Sir Archie John Te Atawhai Taiaroa (3 January 1937 – 21 September 2010) was a New Zealand Māori leader who affiliated to the Ngāti Tūwharetoa, Te Āti Haunui-a-Pāpārangi, Ngāti Apa and Ngāti Maru iwi. He chaired the Whanganui River Maori Trust Board and Te Ohu Kaimoana, the latter for five years. He lived for a long time at Taumarunui, where he was a borough councillor and deputy mayor.

Taiaroa was born at Tawatā (Tawhata), on the Whanganui River, about 40 kilometres by road south-west of Taumarunui. He had an older brother, Raymond Te Rumana (Lofty) Taiaroa. He attended Tawata School, St Patrick's Convent School in Taumarunui, Hato Paora College near Feilding and the University of Canterbury. He married Martha Turner, of a leading Ngāti Tūwharetoa family, in 1965 and they had a son, Te Hokowhitu-a-Rākeipoho Taiaroa, known as Rākeipoho Taiaroa.

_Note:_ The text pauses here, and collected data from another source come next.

//! Validated per-run configuration

use std::fmt;
use std::path::PathBuf;
use std::time::Duration;

use crate::error::{ConfigError, SupervisorError};
use crate::readiness::PollSettings;
use crate::types::{Identity, SessionPaths};

/// Version information injected by the binary at construction
#[derive(Debug, Clone, Copy, PartialEq, Eq)]
pub struct BuildInfo {
    /// Release version
    pub version: &'static str,
    /// Build identifier (commit, CI run, ...)
    pub build: &'static str,
}

impl BuildInfo {
    /// Create build info
    pub const fn new(version: &'static str, build: &'static str) -> Self {
        Self { version, build }
    }
}

impl fmt::Display for BuildInfo {
    fn fmt(&self, f: &mut fmt::Formatter<'_>) -> fmt::Result {
        write!(f, "{} ({})", self.version, self.build)
    }
}

/// The command pcmd wraps
#[derive(Debug, Clone, PartialEq, Eq)]
pub struct ChildCommand {
    /// Program to run, resolved through `PATH`
    pub program: String,
    /// Arguments after the program name
    pub args: Vec<String>,
}

impl ChildCommand {
    /// Create a command
    pub fn new<I, S>(program: impl Into<String>, args: I) -> Self
    where
        I: IntoIterator<Item = S>,
        S: Into<String>,
    {
        Self {
            program: program.into(),
            args: args.into_iter().map(Into::into).collect(),
        }
    }
}

impl TryFrom<Vec<String>> for ChildCommand {
    type Error = SupervisorError;

    fn try_from(argv: Vec<String>) -> Result<Self, Self::Error> {
        let mut argv = argv.into_iter();
        let program = argv.next().ok_or(SupervisorError::EmptyCommand)?;
        Ok(Self {
            program,
            args: argv.collect(),
        })
    }
}

impl fmt::Display for ChildCommand {
    fn fmt(&self, f: &mut fmt::Formatter<'_>) -> fmt::Result {
        write!(f, "{}", self.program)?;
        for arg in &self.args {
            write!(f, " {}", arg)?;
        }
        Ok(())
    }
}

/// How a run treats the identity lock
#[derive(Debug, Clone, Copy, PartialEq, Eq)]
pub enum EntryMode {
    /// No lock; supervise directly
    Unlocked,
    /// Lock, or fail fast when another instance holds it
    LockOrExit,
    /// Lock, or wait for the holder's ControlMaster and connect through it
    LockOrWaitForMaster,
}

/// Everything one pcmd run needs, already validated
#[derive(Debug, Clone)]
pub struct SessionConfig {
    /// Root for the `.pcmd` files directory
    pub work_dir: PathBuf,
    /// Cleanup allowance after proxying ends
    pub grace_period: Duration,
    /// Only one instance per identity
    pub lock: bool,
    /// Wait for the ControlMaster instead of failing on contention. Implies `lock`.
    pub wait_for_master: bool,
    /// Remote endpoint
    pub identity: Identity,
    /// Wrapped command
    pub command: ChildCommand,
    /// ControlMaster polling parameters
    pub poll: PollSettings,
}

impl SessionConfig {
    /// Whether this run contends for the identity lock
    pub fn locking(&self) -> bool {
        self.lock || self.wait_for_master
    }

    /// Entry mode selected by the flags
    pub fn mode(&self) -> EntryMode {
        if self.wait_for_master {
            EntryMode::LockOrWaitForMaster
        } else if self.lock {
            EntryMode::LockOrExit
        } else {
            EntryMode::Unlocked
        }
    }

    /// Check cross-field constraints
    pub fn validate(&self) -> Result<(), ConfigError> {
        if self.locking() {
            self.identity.require_complete()?;
        }
        if self.command.program.is_empty() {
            return Err(ConfigError::Invalid("empty command".to_string()));
        }
        Ok(())
    }

    /// File locations for this run; `timestamp` only matters when not locking
    pub fn paths(&self, timestamp: &str) -> SessionPaths {
        if self.locking() {
            SessionPaths::locking(&self.work_dir, &self.identity)
        } else {
            SessionPaths::unlocked(
                &self.work_dir,
                &self.identity,
                &self.command.program,
                timestamp,
            )
        }
    }
}

#[cfg(test)]
mod tests {
    use super::*;

    fn config(lock: bool, wait_for_master: bool, identity: Identity) -> SessionConfig {
        SessionConfig {
            work_dir: PathBuf::from("/work"),
            grace_period: Duration::from_secs(2),
            lock,
            wait_for_master,
            identity,
            command: ChildCommand::new("nc", ["h1", "22"]),
            poll: PollSettings::default(),
        }
    }

    #[test]
    fn test_build_info_display() {
        let info = BuildInfo::new("1.2.3", "abc123");
        assert_eq!(info.to_string(), "1.2.3 (abc123)");
    }

    #[test]
    fn test_child_command_from_argv() {
        let cmd = ChildCommand::try_from(vec!["nc".to_string(), "h1".to_string()]).unwrap();
        assert_eq!(cmd.program, "nc");
        assert_eq!(cmd.args, vec!["h1".to_string()]);
        assert_eq!(cmd.to_string(), "nc h1");

        let empty = ChildCommand::try_from(Vec::new());
        assert!(matches!(empty, Err(SupervisorError::EmptyCommand)));
    }

    #[test]
    fn test_mode_selection() {
        let id = Identity::new("bob", "h1", 22);
        assert_eq!(config(false, false, id.clone()).mode(), EntryMode::Unlocked);
        assert_eq!(config(true, false, id.clone()).mode(), EntryMode::LockOrExit);
        assert_eq!(
            config(false, true, id.clone()).mode(),
            EntryMode::LockOrWaitForMaster
        );
        assert!(config(false, true, id).locking());
    }

    #[test]
    fn test_validate_requires_identity_when_locking() {
        assert!(config(false, false, Identity::default()).validate().is_ok());
        assert!(matches!(
            config(true, false, Identity::new("bob", "", 22)).validate(),
            Err(ConfigError::IncompleteIdentity)
        ));
        assert!(matches!(
            config(false, true, Identity::new("", "h1", 22)).validate(),
            Err(ConfigError::IncompleteIdentity)
        ));
        assert!(config(true, false, Identity::new("bob", "h1", 22)).validate().is_ok());
    }

    #[test]
    fn test_paths_depend_on_locking() {
        let id = Identity::new("bob", "h1", 22);
        let locked = config(true, false, id.clone()).paths("ts");
        assert_eq!(locked.log, PathBuf::from("/work/.pcmd/pcmd.bob.h1.log"));

        let unlocked = config(false, false, id).paths("ts");
        assert_eq!(unlocked.log, PathBuf::from("/work/.pcmd/pcmd.bob.h1.nc.ts.log"));
    }
}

He died of a stroke in Hamilton on 21 September 2010. He was buried at Poumaanu urupā (cemetery) at Tawatā.

== Awards and honours ==
In the 2003 Queen's Birthday Honours, Taiaroa was appointed a Distinguished Companion of the New Zealand Order of Merit, for services to Māori. Following the reintroduction of titular honours by the New Zealand government, he accepted re-designation as a Knight Companion of the New Zealand Order of Merit in the 2009 Special Honours. In November 2024 Te Whare o Rehua Sarjeant Gallery in Whanganui re-opened with a new wing dedicated to Taiaroa named Te Pātaka o Tā Te Atawhai Archie John Taiaroa. The naming of the new wing was to honour Taiaroa's legacy and commitment to collective action.